Who Are These Mythical “Short Sleepers” Who Only Need Four Hours a Night?

Only 3% of Americans have this genetic superpower

A jogger in front of sunrise.
It's nice to be a phenomenon. Short sleepers wake up whenever they please.
Photo by Sina Schuldt/picture alliance via Getty Images

Entrepreneurs like to go on podcasts and extoll the benefits of waking up before dawn. “Attacking” the day while everyone else is still asleep is their secret weapon, they say. They’ll then cite historical figures who reportedly slept less than five hours a night: Winston Churchill, Thomas Jefferson, Nikola Tesla.

But the young and ambitious creators who internalize this wisdom — and then spend years cursing their alarms and over-caffeinating their systems — should know that for some people, sleeping less isn’t a matter of grit. It’s a matter of genetics.

It’s possible that some of society’s most prolific early risers belong to an exclusive club known as “short sleepers.” The phenomenon has been studied by Ying-Hui Fu, a Professor of Neurology at UC-San Francisco’s Weill Institute for Neurosciences (and the recipient of the Harvard Medical School Division of Sleep Medicine Prize in 2021), for over a decade now.

The life of a short sleeper sounds almost too good to be true — they require just four to six hours of sleep per night in order to feel fully rested and “don’t suffer any of the adverse health effects associated with sleep deprivation,” according to Fu. Those adverse health effects are well-documented; for the 97% of the population that doesn’t have the luxury of “natural short sleep,” taking in less than seven hours of sleep on a nightly basis increases your risk of basically everything you don’t want. Obesity, depression, hypertension, diabetes, stroke, cardiovascular disease…you name it.

But despite clocking in well under seven hours each night, short sleepers actually exhibit desirable biomarkers across the board. Here’s an excerpt from Fu’s interview with UC San Francisco’s medical blotter in 2019: “Fu says researchers have found that short sleepers tend to be more optimistic, more energetic and better multitaskers. They also have a higher pain threshold, don’t suffer from jet lag and some researchers believe they may even live longer. Though the exact reasons for these benefits remain unknown, Fu and Ptáček think their work represents an important step toward understanding the connection between good sleep and overall health.”

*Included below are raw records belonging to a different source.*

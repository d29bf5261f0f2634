//! Diagnostic log endpoints.

use axum::{
    extract::{Query, State},
    Json,
};
use domain::models::log_entry::{ListLogEntriesQuery, ListLogEntriesResponse};
use serde::Serialize;

use crate::app::AppState;
use crate::error::ApiError;

#[derive(Debug, Serialize)]
pub struct ClearLogResponse {
    pub deleted: u64,
}

/// Newest entries first.
///
/// GET /api/v1/logs?limit=100&beforeId=<id>
pub async fn list_logs(
    State(state): State<AppState>,
    Query(query): Query<ListLogEntriesQuery>,
) -> Result<Json<ListLogEntriesResponse>, ApiError> {
    Ok(Json(state.services.diagnostics.list(&query).await?))
}

/// DELETE /api/v1/logs
pub async fn clear_logs(State(state): State<AppState>) -> Result<Json<ClearLogResponse>, ApiError> {
    let deleted = state.services.diagnostics.clear().await?;
    Ok(Json(ClearLogResponse { deleted }))
}
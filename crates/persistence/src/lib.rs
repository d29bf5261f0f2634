//! Persistence layer for Geofication.
//!
//! This crate contains:
//! - SQLite connection management and schema migrations
//! - Entity definitions (database row mappings)
//! - Repository implementations

pub mod db;
pub mod entities;
pub mod metrics;
pub mod repositories;
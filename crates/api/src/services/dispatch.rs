//! Dispatch service.
//!
//! Delivers fired reminders. A zero delay goes straight to the dispatcher;
//! anything else becomes a durable `pending_dispatches` row that the
//! deferred-dispatch job delivers once it is due. Queued payloads are
//! re-checked against the store at fire time.

use std::sync::Arc;

use domain::models::dispatch::DispatchPayload;
use domain::models::geofication::PostTriggerAction;
use domain::services::{DispatchResult, NotificationDispatcher};
use persistence::entities::pending_dispatch::{retry_backoff_millis, PendingDispatchEntity};
use persistence::repositories::{
    GeofenceRepository, GeoficationRepository, NewPendingDispatch, PendingDispatchRepository,
};
use serde::Serialize;
use shared::time::minutes_to_millis;
use uuid::Uuid;

use super::{DiagnosticLog, ServiceError};
use crate::config::DispatchConfig;

/// Queue tuning used at delivery time.
#[derive(Debug, Clone, Copy)]
pub struct DispatchSettings {
    pub batch_size: i64,
    pub max_attempts: i64,
}

impl From<&DispatchConfig> for DispatchSettings {
    fn from(config: &DispatchConfig) -> Self {
        Self {
            batch_size: config.batch_size,
            max_attempts: config.max_attempts,
        }
    }
}

/// What `schedule` did with a payload.
#[derive(Debug, Clone, PartialEq, Eq)]
pub enum ScheduleOutcome {
    /// Delivered immediately.
    Dispatched(DispatchResult),
    /// Stored for later delivery.
    Queued { job_id: String, due_at: i64 },
    /// Could not be stored; already logged.
    Dropped,
}

/// Tally of one deferred-delivery pass.
#[derive(Debug, Clone, Copy, Default, PartialEq, Eq, Serialize)]
pub struct DeliveryReport {
    pub claimed: usize,
    pub delivered: usize,
    pub skipped: usize,
    pub retried: usize,
    pub failed: usize,
}

enum Delivery {
    Delivered,
    Skipped,
    Retried,
    Failed,
}

#[derive(Clone)]
pub struct DispatchService {
    dispatcher: Arc<dyn NotificationDispatcher>,
    queue: PendingDispatchRepository,
    geofences: GeofenceRepository,
    geofications: GeoficationRepository,
    log: DiagnosticLog,
    settings: DispatchSettings,
}

impl DispatchService {
    pub fn new(
        dispatcher: Arc<dyn NotificationDispatcher>,
        queue: PendingDispatchRepository,
        geofences: GeofenceRepository,
        geofications: GeoficationRepository,
        log: DiagnosticLog,
        settings: DispatchSettings,
    ) -> Self {
        Self {
            dispatcher,
            queue,
            geofences,
            geofications,
            log,
            settings,
        }
    }

    /// Maximum rows claimed per delivery pass.
    pub fn batch_size(&self) -> i64 {
        self.settings.batch_size
    }

    /// Dispatch now when `delay_minutes` is zero, otherwise enqueue the
    /// payload due `delay_minutes` after the trigger time.
    pub async fn schedule(
        &self,
        payload: &DispatchPayload,
        delay_minutes: i64,
        action: PostTriggerAction,
    ) -> ScheduleOutcome {
        if delay_minutes <= 0 {
            let result = self.deliver_now(payload).await;
            if let DispatchResult::Failed(_) = result {
                // The failed delivery counts as the first attempt.
                let due_at = payload.triggered_at + retry_backoff_millis(1);
                self.enqueue(payload, action, due_at, 1).await;
            }
            return ScheduleOutcome::Dispatched(result);
        }

        let due_at = payload.triggered_at + minutes_to_millis(delay_minutes);
        match self.enqueue(payload, action, due_at, 0).await {
            Some(job_id) => {
                self.log
                    .info(format!(
                        "Scheduled reminder for geofication {} in {} minute(s)",
                        payload.geofication.id, delay_minutes
                    ))
                    .await;
                ScheduleOutcome::Queued { job_id, due_at }
            }
            None => ScheduleOutcome::Dropped,
        }
    }

    /// Hand a payload to the dispatcher and log the result.
    pub async fn deliver_now(&self, payload: &DispatchPayload) -> DispatchResult {
        let result = self.dispatcher.dispatch(payload).await;
        metrics::counter!("dispatches_total", "result" => result.as_str()).increment(1);

        let geofication_id = payload.geofication.id;
        match &result {
            DispatchResult::Notified => {
                self.log
                    .info(format!("Notified for geofication {}", geofication_id))
                    .await
            }
            DispatchResult::AlarmRaised => {
                self.log
                    .info(format!("Raised alarm for geofication {}", geofication_id))
                    .await
            }
            DispatchResult::PermissionMissing => {
                self.log
                    .warning(format!(
                        "Notification permission missing, reminder for geofication {} not shown",
                        geofication_id
                    ))
                    .await
            }
            DispatchResult::Failed(e) => {
                self.log
                    .error(format!(
                        "Failed to dispatch reminder for geofication {}: {}",
                        geofication_id, e
                    ))
                    .await
            }
        }

        result
    }

    /// Claim every due row and deliver it.
    pub async fn deliver_due(&self, now: i64) -> DeliveryReport {
        let claimed = match self.queue.claim_due(now, self.settings.batch_size).await {
            Ok(rows) => rows,
            Err(e) => {
                self.log
                    .error(format!("Failed to claim scheduled reminders: {}", e))
                    .await;
                return DeliveryReport::default();
            }
        };

        let mut report = DeliveryReport {
            claimed: claimed.len(),
            ..Default::default()
        };

        for row in &claimed {
            match self.deliver_claimed(row, now).await {
                Delivery::Delivered => report.delivered += 1,
                Delivery::Skipped => report.skipped += 1,
                Delivery::Retried => report.retried += 1,
                Delivery::Failed => report.failed += 1,
            }
        }

        if report.claimed > 0 {
            tracing::info!(
                claimed = report.claimed,
                delivered = report.delivered,
                skipped = report.skipped,
                retried = report.retried,
                failed = report.failed,
                "Deferred delivery pass complete"
            );
        }
        report
    }

    /// Return rows left `running` by a previous process to the queue.
    pub async fn recover(&self, now: i64) -> u64 {
        match self.queue.requeue_running(now).await {
            Ok(0) => 0,
            Ok(requeued) => {
                self.log
                    .info(format!(
                        "Requeued {} interrupted scheduled reminder(s)",
                        requeued
                    ))
                    .await;
                requeued
            }
            Err(e) => {
                self.log
                    .error(format!("Failed to requeue interrupted reminders: {}", e))
                    .await;
                0
            }
        }
    }

    /// Delete finished rows last updated before `cutoff`.
    pub async fn purge_finished(&self, cutoff: i64) -> Result<u64, ServiceError> {
        Ok(self.queue.delete_finished_before(cutoff).await?)
    }

    async fn enqueue(
        &self,
        payload: &DispatchPayload,
        action: PostTriggerAction,
        due_at: i64,
        attempts: i64,
    ) -> Option<String> {
        let json = match serde_json::to_string(payload) {
            Ok(json) => json,
            Err(e) => {
                self.log
                    .error(format!(
                        "Failed to serialize reminder for geofication {}: {}",
                        payload.geofication.id, e
                    ))
                    .await;
                return None;
            }
        };

        let job_id = Uuid::new_v4().to_string();
        let input = NewPendingDispatch {
            job_id: &job_id,
            geofence_id: payload.geofence.id,
            geofication_id: payload.geofication.id,
            post_trigger_action: action.as_i64(),
            payload: &json,
            due_at,
            attempts,
        };

        match self.queue.enqueue(&input, payload.triggered_at).await {
            Ok(row) => {
                tracing::debug!(job_id = %row.job_id, due_at = row.due_at, "Reminder queued");
                Some(job_id)
            }
            Err(e) => {
                self.log
                    .error(format!(
                        "Failed to queue reminder for geofication {}: {}",
                        payload.geofication.id, e
                    ))
                    .await;
                None
            }
        }
    }

    async fn deliver_claimed(&self, row: &PendingDispatchEntity, now: i64) -> Delivery {
        let payload = match row.payload() {
            Ok(payload) => payload,
            Err(e) => {
                let reason = format!("undecodable payload: {}", e);
                self.finish_failed(row, &reason, now).await;
                return Delivery::Failed;
            }
        };

        match self.recheck(row).await {
            Ok(None) => {}
            Ok(Some(reason)) => {
                if let Err(e) = self.queue.mark_skipped(row.id, &reason, now).await {
                    tracing::error!(job_id = %row.job_id, error = %e, "Failed to mark dispatch skipped");
                }
                metrics::counter!("dispatches_total", "result" => "skipped").increment(1);
                self.log
                    .info(format!(
                        "Skipped scheduled reminder for geofication {}: {}",
                        row.geofication_id, reason
                    ))
                    .await;
                return Delivery::Skipped;
            }
            Err(e) => {
                return self.retry_or_fail(row, &format!("re-check failed: {}", e), now).await;
            }
        }

        match self.deliver_now(&payload).await {
            DispatchResult::Notified | DispatchResult::AlarmRaised => {
                if let Err(e) = self.queue.mark_delivered(row.id, now).await {
                    tracing::error!(job_id = %row.job_id, error = %e, "Failed to mark dispatch delivered");
                }
                Delivery::Delivered
            }
            DispatchResult::PermissionMissing => {
                self.finish_failed(row, "notification permission missing", now)
                    .await;
                Delivery::Failed
            }
            DispatchResult::Failed(e) => self.retry_or_fail(row, &e, now).await,
        }
    }

    /// Returns the reason a queued payload must not be shown, if any.
    async fn recheck(&self, row: &PendingDispatchEntity) -> Result<Option<String>, sqlx::Error> {
        let action = row.action();
        // The trigger itself deleted the targets; the snapshot stands alone.
        if action == PostTriggerAction::DeleteGeofence {
            return Ok(None);
        }

        if self.geofences.find_by_id(row.geofence_id).await?.is_none() {
            return Ok(Some(format!("geofence {} no longer exists", row.geofence_id)));
        }

        let geofication = match self.geofications.find_by_id(row.geofication_id).await? {
            Some(g) => g,
            None => {
                return Ok(Some(format!(
                    "geofication {} no longer exists",
                    row.geofication_id
                )))
            }
        };

        if geofication.geofence_id != row.geofence_id {
            return Ok(Some(format!(
                "geofication {} no longer belongs to geofence {}",
                row.geofication_id, row.geofence_id
            )));
        }

        if action == PostTriggerAction::StayActive && !geofication.active {
            return Ok(Some(format!(
                "geofication {} was disabled",
                row.geofication_id
            )));
        }

        Ok(None)
    }

    async fn retry_or_fail(&self, row: &PendingDispatchEntity, error: &str, now: i64) -> Delivery {
        if row.attempts >= self.settings.max_attempts {
            self.finish_failed(row, error, now).await;
            return Delivery::Failed;
        }

        let next_due_at = now + retry_backoff_millis(row.attempts);
        match self.queue.reschedule(row.id, error, next_due_at, now).await {
            Ok(_) => {
                tracing::warn!(
                    job_id = %row.job_id,
                    attempts = row.attempts,
                    next_due_at,
                    error,
                    "Scheduled reminder will be retried"
                );
                Delivery::Retried
            }
            Err(e) => {
                tracing::error!(job_id = %row.job_id, error = %e, "Failed to reschedule dispatch");
                Delivery::Failed
            }
        }
    }

    async fn finish_failed(&self, row: &PendingDispatchEntity, error: &str, now: i64) {
        if let Err(e) = self.queue.mark_failed(row.id, error, now).await {
            tracing::error!(job_id = %row.job_id, error = %e, "Failed to mark dispatch failed");
        }
        self.log
            .error(format!(
                "Gave up on scheduled reminder for geofication {} after {} attempt(s): {}",
                row.geofication_id, row.attempts, error
            ))
            .await;
    }
}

The last point is key. By now, you’re probably feeling a little annoyed with these sleep-superheroes. (And especially if the influencer who yells at you through viral posts on LinkedIn is among their lucky ranks. No wonder that guy’s been so productive.) But know that whatever genetic irregularity is responsible for natural short sleep could pay us all back in kind.

Earlier this year, Fui published another study which discovered that so-called “elite sleeper genes” might be protective against certain neurodegenerative diseases. Her team bred mice with the intention of developing Alzheimer’s, but also genetically modified the mice by giving them a DEC2 or Npsr1 gene mutation. (Both are common among short sleepers.) Lo and behold, the brains of these mice “developed much less of the hallmark aggregates associated with dementia.” Using different short-sleep genes (there are five that have been identified, as of now) and testing for other forms of dementia, the result was the same.

What does all of this mean? Well, instead of just focusing on eight nightly hours of sleep as an irrefutable holy grail, we might want to shift our focus to improving individual genetic codes. With Fui’s research, pharmaceutical drugs could one day “target” the genes that streamline quality, disease-fighting sleep (regardless of how many hours that’ll involve in bed each night). Down the line, as Freethink notes, scientists might even be able to use CRISPR gene-editing to “grant people short sleeper powers.”

Does that mean we’ll all become high-performing inventors overnight? That’s up to you. Fui has a surprisingly relaxed take on her groundbreaking research. She told The Wall Street Journal earlier this year, “Everybody can use more waking hours, even if you just watch movies.”